I went to the Hornsey Central hospital for an ENT appointment today. I’ve been having issues with a cough which won’t clear and they suspect I’ve got a form of acid reflux, which, bizarrely, is potentially linked to my hyper-mobility, which, I’m told, is the new term for double-jointedness.
Anyway, in true Haringey Council style, the fancy new hospital building I was in today - all glass atriums and steel - doesn’t have a single water fountain. Not one. I went to the woman behind reception and asked where I could get some water and she said, somewhat nervously, “you could go to the cafe and buy some.” I’d actually walked to the appointment and genuinely didn’t have my wallet with me, so buying water wasn’t an option. Furthermore, in an ENT clinic, which deals with matters of the mouth and throat, I think you might expect some sort of water fountain, particularly if patients are being asked to sit and wait for their appointments in a hot atrium with the sun pounding down through a glass roof. Frankly, shouldn’t all public buildings have access to water? Is it even illegal not to?
The receptionist very kindly filled a mug with water and handed it to me, apologising and telling me there wasn’t a water machine because no one would take responsibility for it! But it felt very strange. There were “hygiene stations” everywhere for patients to “decontaminate” their hands, but you can’t drink that gel stuff! Or can you? ;-)
Whilst I was waiting, I became horribly aware of a very high-pitched beeping. It was like the sound dial-up modems used to make in the late 1990s. It was right on the edge of audible and it made me incredibly confused to the extent that I went to another receptionist to ask what was going on. She merely shrugged. When I returned to my seat, I asked the man behind me if he could hear it as well, and he nodded, confused. It was at that point that a woman sitting on the front row of chairs turned round and said “it’s his hearing aid.” She pointed at the old man sitting next to her. I looked at her, “oh crumbs. Does he hear all that awful noise as well?” “Yes, it drives him mad!”

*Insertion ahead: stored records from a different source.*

// Copyright (c) 2025 Geoffrey Huntley <ghuntley@ghuntley.com>. All rights reserved.
// SPDX-License-Identifier: Proprietary

#[derive(Debug, thiserror::Error)]
pub enum DbError {
	#[error("Database error: {0}")]
	Sqlx(#[from] sqlx::Error),

	#[error("Not found: {0}")]
	NotFound(String),

	#[error("Conflict: {0}")]
	Conflict(String),

	#[error("Internal: {0}")]
	Internal(String),

	#[error("Serialization error: {0}")]
	Serialization(#[from] serde_json::Error),
}

pub type Result<T> = std::result::Result<T, DbError>;

const SQLITE_BUSY: i32 = 5;
const SQLITE_LOCKED: i32 = 6;

impl DbError {
	/// Lock-wait or pool-acquire timeout: the store was busy, not broken.
	pub fn is_busy(&self) -> bool {
		match self {
			DbError::Sqlx(e) => is_busy_error(e),
			_ => false,
		}
	}

	pub fn is_unique_violation(&self) -> bool {
		matches!(self, DbError::Sqlx(sqlx::Error::Database(e)) if e.is_unique_violation())
	}
}

/// `SQLITE_BUSY`/`SQLITE_LOCKED` (including their extended codes) or a pool
/// that could not hand out a connection in time.
pub fn is_busy_error(e: &sqlx::Error) -> bool {
	match e {
		sqlx::Error::PoolTimedOut => true,
		sqlx::Error::Database(db_err) => {
			let primary = db_err
				.code()
				.and_then(|c| c.parse::<i32>().ok())
				.map(|c| c & 0xff);
			match primary {
				Some(code) => code == SQLITE_BUSY || code == SQLITE_LOCKED,
				None => {
					let msg = db_err.message().to_lowercase();
					msg.contains("database is locked") || msg.contains("busy")
				}
			}
		}
		_ => false,
	}
}
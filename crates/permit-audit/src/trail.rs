// Copyright (c) 2025 Geoffrey Huntley <ghuntley@ghuntley.com>. All rights reserved.
// SPDX-License-Identifier: Proprietary

//! SQLite-backed audit trail.
//!
//! Entries are appended on the caller's connection so that a mutation and
//! its audit entry commit or roll back together. The table carries triggers
//! that abort any UPDATE or DELETE, and this type exposes no way to issue one.

use chrono::{DateTime, SecondsFormat, Utc};
use sqlx::{SqliteConnection, SqlitePool};
use tracing::{debug, instrument};
use uuid::Uuid;

use crate::error::{AuditError, AuditResult};
use crate::event::{Actor, AuditEntry, AuditOperation};

/// Filters for [`AuditTrail::query`]. All are optional and combine with AND.
#[derive(Debug, Clone, Default)]
pub struct AuditQuery {
	pub operation: Option<AuditOperation>,
	/// Case-insensitive substring over id, actor, reason and both snapshots.
	pub text: Option<String>,
	pub protocol_id: Option<String>,
	/// Oldest `limit` matches only. `None` returns every match.
	pub limit: Option<i64>,
}

#[derive(sqlx::FromRow)]
struct AuditRow {
	id: String,
	operation: String,
	protocol_id: String,
	timestamp: String,
	actor_user: String,
	actor_host: Option<String>,
	actor_process: Option<String>,
	remote_address: Option<String>,
	reason: String,
	before_data: Option<String>,
	after_data: Option<String>,
}

impl TryFrom<AuditRow> for AuditEntry {
	type Error = AuditError;

	fn try_from(row: AuditRow) -> Result<Self, Self::Error> {
		let malformed = |reason: String| AuditError::Malformed {
			id: row.id.clone(),
			reason,
		};
		let id = Uuid::parse_str(&row.id).map_err(|e| malformed(format!("id: {e}")))?;
		let timestamp = DateTime::parse_from_rfc3339(&row.timestamp)
			.map_err(|e| malformed(format!("timestamp: {e}")))?
			.with_timezone(&Utc);
		let operation = row.operation.parse::<AuditOperation>().map_err(malformed)?;
		let before = row
			.before_data
			.as_deref()
			.map(serde_json::from_str)
			.transpose()?;
		let after = row
			.after_data
			.as_deref()
			.map(serde_json::from_str)
			.transpose()?;

		Ok(AuditEntry {
			id,
			timestamp,
			operation,
			protocol_id: row.protocol_id,
			actor: Actor {
				user: row.actor_user,
				host: row.actor_host,
				process: row.actor_process,
				remote_address: row.remote_address,
			},
			reason: row.reason,
			before,
			after,
		})
	}
}

pub fn format_timestamp(ts: &DateTime<Utc>) -> String {
	ts.to_rfc3339_opts(SecondsFormat::Micros, true)
}

#[derive(Debug, Clone)]
pub struct AuditTrail {
	pool: SqlitePool,
}

impl AuditTrail {
	pub fn new(pool: SqlitePool) -> Self {
		Self { pool }
	}

	/// Appends `entry` on `conn`, normally inside the mutation's transaction.
	/// Any failure is returned so the caller rolls the mutation back.
	#[instrument(skip(conn, entry), fields(operation = %entry.operation, protocol_id = %entry.protocol_id))]
	pub async fn append(conn: &mut SqliteConnection, entry: &AuditEntry) -> AuditResult<()> {
		let before = entry
			.before
			.as_ref()
			.map(serde_json::to_string)
			.transpose()?;
		let after = entry.after.as_ref().map(serde_json::to_string).transpose()?;

		sqlx::query(
			r#"
			INSERT INTO audit_log (
				id, operation, protocol_id, timestamp, actor_user, actor_host,
				actor_process, remote_address, reason, before_data, after_data
			) VALUES (?, ?, ?, ?, ?, ?, ?, ?, ?, ?, ?)
			"#,
		)
		.bind(entry.id.to_string())
		.bind(entry.operation.as_str())
		.bind(&entry.protocol_id)
		.bind(format_timestamp(&entry.timestamp))
		.bind(&entry.actor.user)
		.bind(&entry.actor.host)
		.bind(&entry.actor.process)
		.bind(&entry.actor.remote_address)
		.bind(&entry.reason)
		.bind(before)
		.bind(after)
		.execute(conn)
		.await?;

		debug!("audit entry appended");
		Ok(())
	}

	/// All entries matching the optional filters, oldest first.
	pub async fn list(
		&self,
		operation: Option<AuditOperation>,
		text: Option<&str>,
	) -> AuditResult<Vec<AuditEntry>> {
		self.query(&AuditQuery {
			operation,
			text: text.map(str::to_string),
			..Default::default()
		})
		.await
	}

	/// Entries for one record, oldest first.
	pub async fn history(&self, protocol_id: &str) -> AuditResult<Vec<AuditEntry>> {
		self.query(&AuditQuery {
			protocol_id: Some(protocol_id.to_string()),
			..Default::default()
		})
		.await
	}

	#[instrument(skip(self))]
	pub async fn query(&self, query: &AuditQuery) -> AuditResult<Vec<AuditEntry>> {
		let mut conditions = vec!["1=1"];
		if query.operation.is_some() {
			conditions.push("operation = ?");
		}
		if query.protocol_id.is_some() {
			conditions.push("protocol_id = ?");
		}
		if query.text.is_some() {
			conditions.push(
				"instr(lower(protocol_id || ' ' || actor_user || ' ' || reason || ' ' || \
				 coalesce(before_data, '') || ' ' || coalesce(after_data, '')), lower(?)) > 0",
			);
		}

		let sql = format!(
			"SELECT id, operation, protocol_id, timestamp, actor_user, actor_host, actor_process, \
			 remote_address, reason, before_data, after_data \
			 FROM audit_log WHERE {} ORDER BY timestamp ASC, seq ASC{}",
			conditions.join(" AND "),
			if query.limit.is_some() { " LIMIT ?" } else { "" }
		);

		let mut q = sqlx::query_as::<_, AuditRow>(&sql);
		if let Some(op) = query.operation {
			q = q.bind(op.as_str());
		}
		if let Some(id) = &query.protocol_id {
			q = q.bind(id);
		}
		if let Some(text) = &query.text {
			q = q.bind(text);
		}
		if let Some(limit) = query.limit {
			q = q.bind(limit.max(1));
		}

		let rows = q.fetch_all(&self.pool).await?;
		rows.into_iter().map(AuditEntry::try_from).collect()
	}

	pub async fn count(&self) -> AuditResult<i64> {
		let count: i64 = sqlx::query_scalar("SELECT COUNT(*) FROM audit_log")
			.fetch_one(&self.pool)
			.await?;
		Ok(count)
	}
}
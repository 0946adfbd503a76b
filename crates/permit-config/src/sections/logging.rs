// Copyright (c) 2025 Geoffrey Huntley <ghuntley@ghuntley.com>. All rights reserved.
// SPDX-License-Identifier: Proprietary

//! Logging configuration section.

use serde::{Deserialize, Serialize};

fn default_level() -> String {
	"info,sqlx=warn".to_string()
}

#[derive(Debug, Clone, Default, Serialize, Deserialize, PartialEq)]
pub struct LoggingConfigLayer {
	pub level: Option<String>,
	pub json: Option<bool>,
}

impl LoggingConfigLayer {
	pub fn merge(&mut self, other: Self) {
		if other.level.is_some() {
			self.level = other.level;
		}
		if other.json.is_some() {
			self.json = other.json;
		}
	}

	pub fn finalize(self) -> LoggingConfig {
		LoggingConfig {
			level: self.level.unwrap_or_else(default_level),
			json: self.json.unwrap_or(false),
		}
	}
}

#[derive(Debug, Clone, Serialize, Deserialize, PartialEq)]
pub struct LoggingConfig {
	pub level: String,
	pub json: bool,
}

impl Default for LoggingConfig {
	fn default() -> Self {
		LoggingConfigLayer::default().finalize()
	}
}

#[cfg(test)]
mod tests {
	use super::*;

	#[test]
	fn test_default_values() {
		let config = LoggingConfig::default();
		assert_eq!(config.level, "info,sqlx=warn");
		assert!(!config.json);
	}

	#[test]
	fn test_merge_overwrites() {
		let mut base = LoggingConfigLayer {
			level: Some("info".to_string()),
			json: Some(true),
		};
		base.merge(LoggingConfigLayer {
			level: Some("debug".to_string()),
			json: None,
		});
		assert_eq!(base.level, Some("debug".to_string()));
		assert_eq!(base.json, Some(true));
	}

	#[test]
	fn test_serde_roundtrip() {
		let config = LoggingConfig {
			level: "warn".to_string(),
			json: true,
		};
		let toml_str = toml::to_string(&config).unwrap();
		let parsed: LoggingConfig = toml::from_str(&toml_str).unwrap();
		assert_eq!(config, parsed);
	}
}
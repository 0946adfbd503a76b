// Copyright (c) 2025 Geoffrey Huntley <ghuntley@ghuntley.com>. All rights reserved.
// SPDX-License-Identifier: Proprietary

//! Backup creation and restore.
//!
//! A backup bundles a consistent snapshot of the database (taken with
//! `VACUUM INTO`, which is safe while other connections are writing under
//! WAL) together with the four key files. Records are useless without the
//! keys, so the two travel together and the whole bundle is encrypted under
//! a passphrase.

use std::collections::BTreeMap;
use std::fs;
use std::io::Write;
use std::path::{Path, PathBuf};

use base64::{engine::general_purpose::STANDARD as BASE64, Engine};
use chrono::{DateTime, Utc};
use permit_common_secret::SecretString;
use permit_crypto::{KeyVault, KEY_FILES};
use serde::{Deserialize, Serialize};
use sqlx::SqlitePool;
use tracing::{info, instrument};
use zeroize::Zeroizing;

use crate::envelope;
use crate::error::{BackupError, BackupResult};

pub const BUNDLE_VERSION: u32 = 1;

#[derive(Serialize, Deserialize)]
struct Bundle {
	version: u32,
	created_at: DateTime<Utc>,
	key_fingerprint: String,
	/// Base64 SQLite database image.
	database: String,
	/// Key file name to file contents.
	keys: BTreeMap<String, String>,
}

#[derive(Debug, Clone, PartialEq, Eq)]
pub struct BackupSummary {
	pub path: PathBuf,
	pub created_at: DateTime<Utc>,
	pub database_bytes: usize,
	pub key_fingerprint: String,
}

#[derive(Debug, Clone, PartialEq, Eq)]
pub struct RestoreSummary {
	pub created_at: DateTime<Utc>,
	pub database_path: PathBuf,
	pub keys_dir: PathBuf,
	pub key_fingerprint: String,
}

/// Where a restore writes its files.
#[derive(Debug, Clone)]
pub struct RestoreTarget {
	pub database_path: PathBuf,
	pub keys_dir: PathBuf,
	pub overwrite: bool,
}

/// Path of the database file behind a `sqlite:` URL, if it names one.
pub fn sqlite_path(url: &str) -> Option<PathBuf> {
	let rest = url
		.strip_prefix("sqlite://")
		.or_else(|| url.strip_prefix("sqlite:"))?;
	let path = rest.split('?').next().unwrap_or_default();
	if path.is_empty() || path == ":memory:" {
		None
	} else {
		Some(PathBuf::from(path))
	}
}

#[instrument(skip(pool, passphrase), fields(keys_dir = %keys_dir.display(), out = %out.display()))]
pub async fn create_backup(
	pool: &SqlitePool,
	keys_dir: &Path,
	out: &Path,
	passphrase: &SecretString,
) -> BackupResult<BackupSummary> {
	envelope::check_passphrase(passphrase)?;
	let keys = KeyVault::new(keys_dir).load()?;

	let staging = tempfile::tempdir().map_err(|e| BackupError::io(std::env::temp_dir(), e))?;
	let snapshot_path = staging.path().join("snapshot.db");
	sqlx::query("VACUUM INTO ?")
		.bind(snapshot_path.to_string_lossy().into_owned())
		.execute(pool)
		.await?;
	let database = fs::read(&snapshot_path).map_err(|e| BackupError::io(&snapshot_path, e))?;

	let mut key_files = BTreeMap::new();
	for file in KEY_FILES {
		let path = keys_dir.join(file);
		let contents = fs::read_to_string(&path).map_err(|e| BackupError::io(&path, e))?;
		key_files.insert(file.to_string(), contents);
	}

	let created_at = Utc::now();
	let bundle = Bundle {
		version: BUNDLE_VERSION,
		created_at,
		key_fingerprint: keys.fingerprint()?,
		database: BASE64.encode(&database),
		keys: key_files,
	};
	let payload = Zeroizing::new(serde_json::to_vec(&bundle)?);
	let sealed = envelope::seal(passphrase, &payload)?;
	write_private(out, &sealed)?;

	info!(bytes = sealed.len(), "backup written");
	Ok(BackupSummary {
		path: out.to_path_buf(),
		created_at,
		database_bytes: database.len(),
		key_fingerprint: bundle.key_fingerprint,
	})
}

/// Decrypts `input` and writes the database and key files back.
///
/// The key set is loaded from a staging directory before anything at the
/// target is touched, so a damaged bundle never replaces working keys.
#[instrument(skip(passphrase, target), fields(input = %input.display()))]
pub fn restore_backup(
	input: &Path,
	passphrase: &SecretString,
	target: &RestoreTarget,
) -> BackupResult<RestoreSummary> {
	let data = fs::read(input).map_err(|e| BackupError::io(input, e))?;
	let payload = envelope::open(passphrase, &data)?;
	let bundle: Bundle = serde_json::from_slice(&payload)?;
	if bundle.version != BUNDLE_VERSION {
		return Err(BackupError::InvalidFormat(format!(
			"unsupported bundle version {}",
			bundle.version
		)));
	}
	let database = Zeroizing::new(
		BASE64
			.decode(bundle.database.as_bytes())
			.map_err(|e| BackupError::InvalidFormat(format!("database image: {e}")))?,
	);

	let staging = tempfile::tempdir().map_err(|e| BackupError::io(std::env::temp_dir(), e))?;
	for file in KEY_FILES {
		let contents = bundle
			.keys
			.get(file)
			.ok_or_else(|| BackupError::InvalidFormat(format!("bundle lacks {file}")))?;
		write_private(&staging.path().join(file), contents.as_bytes())?;
	}
	let keys = KeyVault::new(staging.path()).load()?;
	let fingerprint = keys.fingerprint()?;

	if !target.overwrite {
		let existing = std::iter::once(target.database_path.clone())
			.chain(KEY_FILES.iter().map(|f| target.keys_dir.join(f)))
			.find(|p| p.exists());
		if let Some(path) = existing {
			return Err(BackupError::Exists(path));
		}
	}

	create_private_dir(&target.keys_dir)?;
	for file in KEY_FILES {
		if let Some(contents) = bundle.keys.get(file) {
			write_private(&target.keys_dir.join(file), contents.as_bytes())?;
		}
	}

	if let Some(parent) = target.database_path.parent().filter(|p| !p.as_os_str().is_empty()) {
		fs::create_dir_all(parent).map_err(|e| BackupError::io(parent, e))?;
	}
	// A leftover WAL would be replayed on top of the restored image.
	for suffix in ["-wal", "-shm"] {
		let mut side = target.database_path.clone().into_os_string();
		side.push(suffix);
		let side = PathBuf::from(side);
		if side.exists() {
			fs::remove_file(&side).map_err(|e| BackupError::io(&side, e))?;
		}
	}
	write_private(&target.database_path, &database)?;

	info!(fingerprint = %fingerprint, "backup restored");
	Ok(RestoreSummary {
		created_at: bundle.created_at,
		database_path: target.database_path.clone(),
		keys_dir: target.keys_dir.clone(),
		key_fingerprint: fingerprint,
	})
}

fn create_private_dir(dir: &Path) -> BackupResult<()> {
	#[cfg(unix)]
	{
		use std::os::unix::fs::DirBuilderExt;
		fs::DirBuilder::new()
			.recursive(true)
			.mode(0o700)
			.create(dir)
			.map_err(|e| BackupError::io(dir, e))
	}
	#[cfg(not(unix))]
	{
		fs::create_dir_all(dir).map_err(|e| BackupError::io(dir, e))
	}
}

/// Replaces `path` with `body`, readable by the owner only.
fn write_private(path: &Path, body: &[u8]) -> BackupResult<()> {
	let mut options = fs::OpenOptions::new();
	options.write(true).create(true).truncate(true);
	#[cfg(unix)]
	{
		use std::os::unix::fs::OpenOptionsExt;
		options.mode(0o600);
	}
	let mut file = options.open(path).map_err(|e| BackupError::io(path, e))?;
	#[cfg(unix)]
	{
		use std::os::unix::fs::PermissionsExt;
		file.set_permissions(fs::Permissions::from_mode(0o600))
			.map_err(|e| BackupError::io(path, e))?;
	}
	file.write_all(body)
		.and_then(|_| file.sync_all())
		.map_err(|e| BackupError::io(path, e))
}
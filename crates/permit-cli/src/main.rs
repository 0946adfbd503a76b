// Copyright (c) 2025 Geoffrey Huntley <ghuntley@ghuntley.com>. All rights reserved.
// SPDX-License-Identifier: Proprietary

//! `permit`: operator command line for the parking permit registry.

use std::path::PathBuf;
use std::process::ExitCode;

use anyhow::Result;
use clap::{Parser, Subcommand};
use tracing_subscriber::{layer::SubscriberExt, util::SubscriberInitExt};

mod commands;
mod context;
mod version;

#[derive(Parser, Debug)]
#[command(name = "permit", about = "Parking permit registry administration", version)]
struct Args {
	/// TOML configuration file (defaults to /etc/permit/permit.toml).
	#[arg(long, global = true, env = "PERMIT_CONFIG")]
	config: Option<PathBuf>,

	#[command(subcommand)]
	command: Command,
}

#[derive(Subcommand, Debug)]
enum Command {
	/// Generate key material if absent and create the database schema
	Init,
	/// Recompute every record signature and report mismatches
	Verify,
	/// Show one record, decrypted
	Show { protocol_id: String },
	/// Search plain and decrypted fields (linear scan)
	Search { text: String },
	/// List audit trail entries, oldest first
	Audit {
		#[arg(long)]
		operation: Option<String>,
		#[arg(long)]
		text: Option<String>,
		#[arg(long = "id")]
		protocol_id: Option<String>,
		#[arg(long)]
		limit: Option<i64>,
	},
	/// Check a plate the way the remote service does
	Lookup {
		#[arg(long)]
		caller: String,
		#[arg(long)]
		label: Option<String>,
		plate: String,
	},
	/// Produce an RSA attestation verifiable with the public key alone
	Attest { protocol_id: String },
	/// Write an encrypted backup (passphrase from PERMIT_BACKUP_PASSPHRASE[_FILE])
	Backup { out: PathBuf },
	/// Restore an encrypted backup into the configured locations
	Restore {
		input: PathBuf,
		#[arg(long)]
		overwrite: bool,
	},
	/// Show version and build information
	Version,
}

#[tokio::main]
async fn main() -> Result<ExitCode> {
	let args = Args::parse();

	if let Command::Version = args.command {
		println!("{}", version::format_version_info());
		return Ok(ExitCode::SUCCESS);
	}

	let config = match &args.config {
		Some(path) => permit_config::load_config_with_file(path)?,
		None => permit_config::load_config()?,
	};

	let filter = tracing_subscriber::EnvFilter::try_from_default_env()
		.unwrap_or_else(|_| config.logging.level.clone().into());
	let registry = tracing_subscriber::registry().with(filter);
	if config.logging.json {
		registry
			.with(tracing_subscriber::fmt::layer().json().with_writer(std::io::stderr))
			.init();
	} else {
		registry
			.with(tracing_subscriber::fmt::layer().with_writer(std::io::stderr))
			.init();
	}

	commands::run(args.command, config).await
}
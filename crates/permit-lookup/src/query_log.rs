// Copyright (c) 2025 Geoffrey Huntley <ghuntley@ghuntley.com>. All rights reserved.
// SPDX-License-Identifier: Proprietary

//! Append-only JSON Lines log of remote read queries.

use std::path::{Path, PathBuf};
use std::time::Duration;

use chrono::{DateTime, Utc};
use serde::{Deserialize, Serialize};
use tokio::fs::{File, OpenOptions};
use tokio::io::AsyncWriteExt;
use tokio::sync::Mutex;

use crate::error::QueryLogError;

#[derive(Debug, Clone, PartialEq, Eq, Serialize, Deserialize)]
pub struct QueryLogEntry {
	pub timestamp: DateTime<Utc>,
	pub caller_id: String,
	pub caller_label: Option<String>,
	pub query_subject: String,
	pub result_status: String,
	pub latency_ms: u64,
}

#[derive(Debug)]
pub struct QueryLog {
	path: PathBuf,
	file: Mutex<Option<File>>,
}

impl QueryLog {
	/// The file is opened lazily on the first write.
	pub fn new(path: impl Into<PathBuf>) -> Self {
		Self {
			path: path.into(),
			file: Mutex::new(None),
		}
	}

	pub fn path(&self) -> &Path {
		&self.path
	}

	pub async fn log_query(
		&self,
		caller_id: &str,
		caller_label: Option<&str>,
		query_subject: &str,
		result_status: &str,
		latency: Duration,
	) -> Result<(), QueryLogError> {
		let entry = QueryLogEntry {
			timestamp: Utc::now(),
			caller_id: caller_id.to_string(),
			caller_label: caller_label.map(str::to_string),
			query_subject: query_subject.to_string(),
			result_status: result_status.to_string(),
			latency_ms: u64::try_from(latency.as_millis()).unwrap_or(u64::MAX),
		};
		self.append(&entry).await
	}

	pub async fn append(&self, entry: &QueryLogEntry) -> Result<(), QueryLogError> {
		let mut line = serde_json::to_string(entry)?;
		line.push('\n');

		let mut guard = self.file.lock().await;
		if guard.is_none() {
			*guard = Some(self.open().await?);
		}
		let Some(file) = guard.as_mut() else {
			return Err(QueryLogError::Io {
				path: self.path.clone(),
				source: std::io::Error::other("query log not open"),
			});
		};

		let io = |source| QueryLogError::Io {
			path: self.path.clone(),
			source,
		};
		file.write_all(line.as_bytes()).await.map_err(io)?;
		file.flush().await.map_err(io)?;
		Ok(())
	}

	async fn open(&self) -> Result<File, QueryLogError> {
		let io = |source| QueryLogError::Io {
			path: self.path.clone(),
			source,
		};
		if let Some(parent) = self.path.parent().filter(|p| !p.as_os_str().is_empty()) {
			tokio::fs::create_dir_all(parent).await.map_err(io)?;
		}
		let mut options = OpenOptions::new();
		options.create(true).append(true);
		#[cfg(unix)]
		options.mode(0o600);
		options.open(&self.path).await.map_err(io)
	}

	/// Reads back every entry, oldest first.
	pub async fn read_entries(path: &Path) -> Result<Vec<QueryLogEntry>, QueryLogError> {
		let text = match tokio::fs::read_to_string(path).await {
			Ok(text) => text,
			Err(e) if e.kind() == std::io::ErrorKind::NotFound => return Ok(Vec::new()),
			Err(source) => {
				return Err(QueryLogError::Io {
					path: path.to_path_buf(),
					source,
				})
			}
		};
		text.lines()
			.filter(|l| !l.trim().is_empty())
			.map(|l| serde_json::from_str(l).map_err(QueryLogError::from))
			.collect()
	}
}
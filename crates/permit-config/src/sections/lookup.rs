// Copyright (c) 2025 Geoffrey Huntley <ghuntley@ghuntley.com>. All rights reserved.
// SPDX-License-Identifier: Proprietary

//! Remote plate lookup: throttling, expiry threshold and caller allow-list.

use std::time::Duration;

use serde::{Deserialize, Serialize};

const DEFAULT_MAX_REQUESTS: u32 = 20;
const DEFAULT_WINDOW_SECS: u64 = 60;
const DEFAULT_EXPIRING_THRESHOLD_DAYS: u32 = 7;

#[derive(Debug, Clone, Default, Serialize, Deserialize, PartialEq)]
pub struct LookupConfigLayer {
	pub max_requests: Option<u32>,
	pub window_secs: Option<u64>,
	pub expiring_threshold_days: Option<u32>,
	pub allowed_callers: Option<Vec<String>>,
}

impl LookupConfigLayer {
	pub fn merge(&mut self, other: Self) {
		if other.max_requests.is_some() {
			self.max_requests = other.max_requests;
		}
		if other.window_secs.is_some() {
			self.window_secs = other.window_secs;
		}
		if other.expiring_threshold_days.is_some() {
			self.expiring_threshold_days = other.expiring_threshold_days;
		}
		if other.allowed_callers.is_some() {
			self.allowed_callers = other.allowed_callers;
		}
	}

	pub fn finalize(self) -> LookupConfig {
		LookupConfig {
			max_requests: self.max_requests.unwrap_or(DEFAULT_MAX_REQUESTS),
			window_secs: self.window_secs.unwrap_or(DEFAULT_WINDOW_SECS),
			expiring_threshold_days: self
				.expiring_threshold_days
				.unwrap_or(DEFAULT_EXPIRING_THRESHOLD_DAYS),
			allowed_callers: self.allowed_callers.unwrap_or_default(),
		}
	}
}

#[derive(Debug, Clone, Serialize, Deserialize, PartialEq)]
pub struct LookupConfig {
	pub max_requests: u32,
	pub window_secs: u64,
	pub expiring_threshold_days: u32,
	/// Caller ids permitted to query. Empty denies everyone.
	pub allowed_callers: Vec<String>,
}

impl LookupConfig {
	pub fn window(&self) -> Duration {
		Duration::from_secs(self.window_secs)
	}
}

impl Default for LookupConfig {
	fn default() -> Self {
		LookupConfigLayer::default().finalize()
	}
}
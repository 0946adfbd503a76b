// Copyright (c) 2025 Geoffrey Huntley <ghuntley@ghuntley.com>. All rights reserved.
// SPDX-License-Identifier: Proprietary

//! Secure record store for the parking-subscription registry.
//!
//! [`RecordStore`] encrypts sensitive fields with the field cipher, signs
//! each stored row with the HMAC key, and writes one audit entry per
//! mutation in the same transaction as the mutation itself. Reads verify
//! the signature and report failures in [`Record::integrity`] rather than
//! hiding the record.

pub mod error;
pub mod fields;
pub mod record;
pub mod store;

pub use error::{StoreError, StoreResult};
pub use fields::{normalize_plate, parse_date, PaymentMethod, RecordFields, RecordPatch, Patch, SensitiveFields};
pub use record::{DecryptedField, IntegrityReport, IntegrityStatus, PlainField, Record, UNREADABLE};
pub use store::{RecordStore, StoreSettings};
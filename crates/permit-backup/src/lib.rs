// Copyright (c) 2025 Geoffrey Huntley <ghuntley@ghuntley.com>. All rights reserved.
// SPDX-License-Identifier: Proprietary

//! Encrypted backup and restore of the registry database and its key set.

pub mod archive;
pub mod envelope;
pub mod error;

pub use archive::{create_backup, restore_backup, sqlite_path, BackupSummary, RestoreSummary, RestoreTarget};
pub use envelope::{MAGIC, MIN_PASSPHRASE_LEN};
pub use error::{BackupError, BackupResult};
// Copyright (c) 2025 Geoffrey Huntley <ghuntley@ghuntley.com>. All rights reserved.
// SPDX-License-Identifier: Proprietary

//! Read path for remote callers: authorization guards, a sliding-window
//! rate limiter, the query log, and plate status classification on top of
//! the record store.

pub mod error;
pub mod guard;
pub mod query_log;
pub mod rate_limit;
pub mod service;

pub use error::{LookupError, QueryLogError};
pub use guard::{AllowList, Both, Caller, CallerGuard, CallerGuardExt};
pub use query_log::{QueryLog, QueryLogEntry};
pub use rate_limit::RateLimiter;
pub use service::{LookupService, LookupSettings, PlateStatus};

We went into Muswell Hill for lunch and went to various banks to pay in various cheques. I had to stand in a queue at Barclays for about twenty minutes. The middle-aged woman in front of me broke my heart. She wanted to pay £2 into her account. It struck me that this is the sort of money I regularly spend on a cup of tea which I gulp down in seconds, and there she was treating two pound coins like they were the most precious things in the world. There are so many layers in society.
I went to the gym, and then we went to Kwik Fit to get a new tyre fitted, having a little walk on Hampstead Heath whilst waiting for the work to be done.
I came home and spent the next six hours taking every single book down from the loft. Our loft has become a fifteen year dumping ground for anything we can’t think of anything else to do with! I have thrown 100 books away - mostly those which were utterly destroyed by building work over the summer, and created a pile of some 600 to take to charity shops. I have kept about 100, all of which are really special in some way. Many of them were filled with little drawings done by friends of mine in the 1980s. Some were the annotated scripts of plays and musicals I’ve directed. Others had photos and postcards stuffed inside. There were some beautiful messages on the inside sleeves. Others as good as broke my heart, including some of the books that Arnold Wesker gave to me. Quite bizarrely, he once wrote a book of erotic stories, and the inscription he’d written inside said, “Dear Ben, I’m not quite sure why YOU should want to read these, but here they come with my best wishes for 1999. Love ‘Nold.” He always liked that I called him ‘Nold...
I’m quite shaky as I go to bed tonight. Emotionally drained as well as being quite physically damaged by all the heavy lifting of books. I am not much looking forward to this move. It’s gonna be exhausting. More reason to chuck everything away!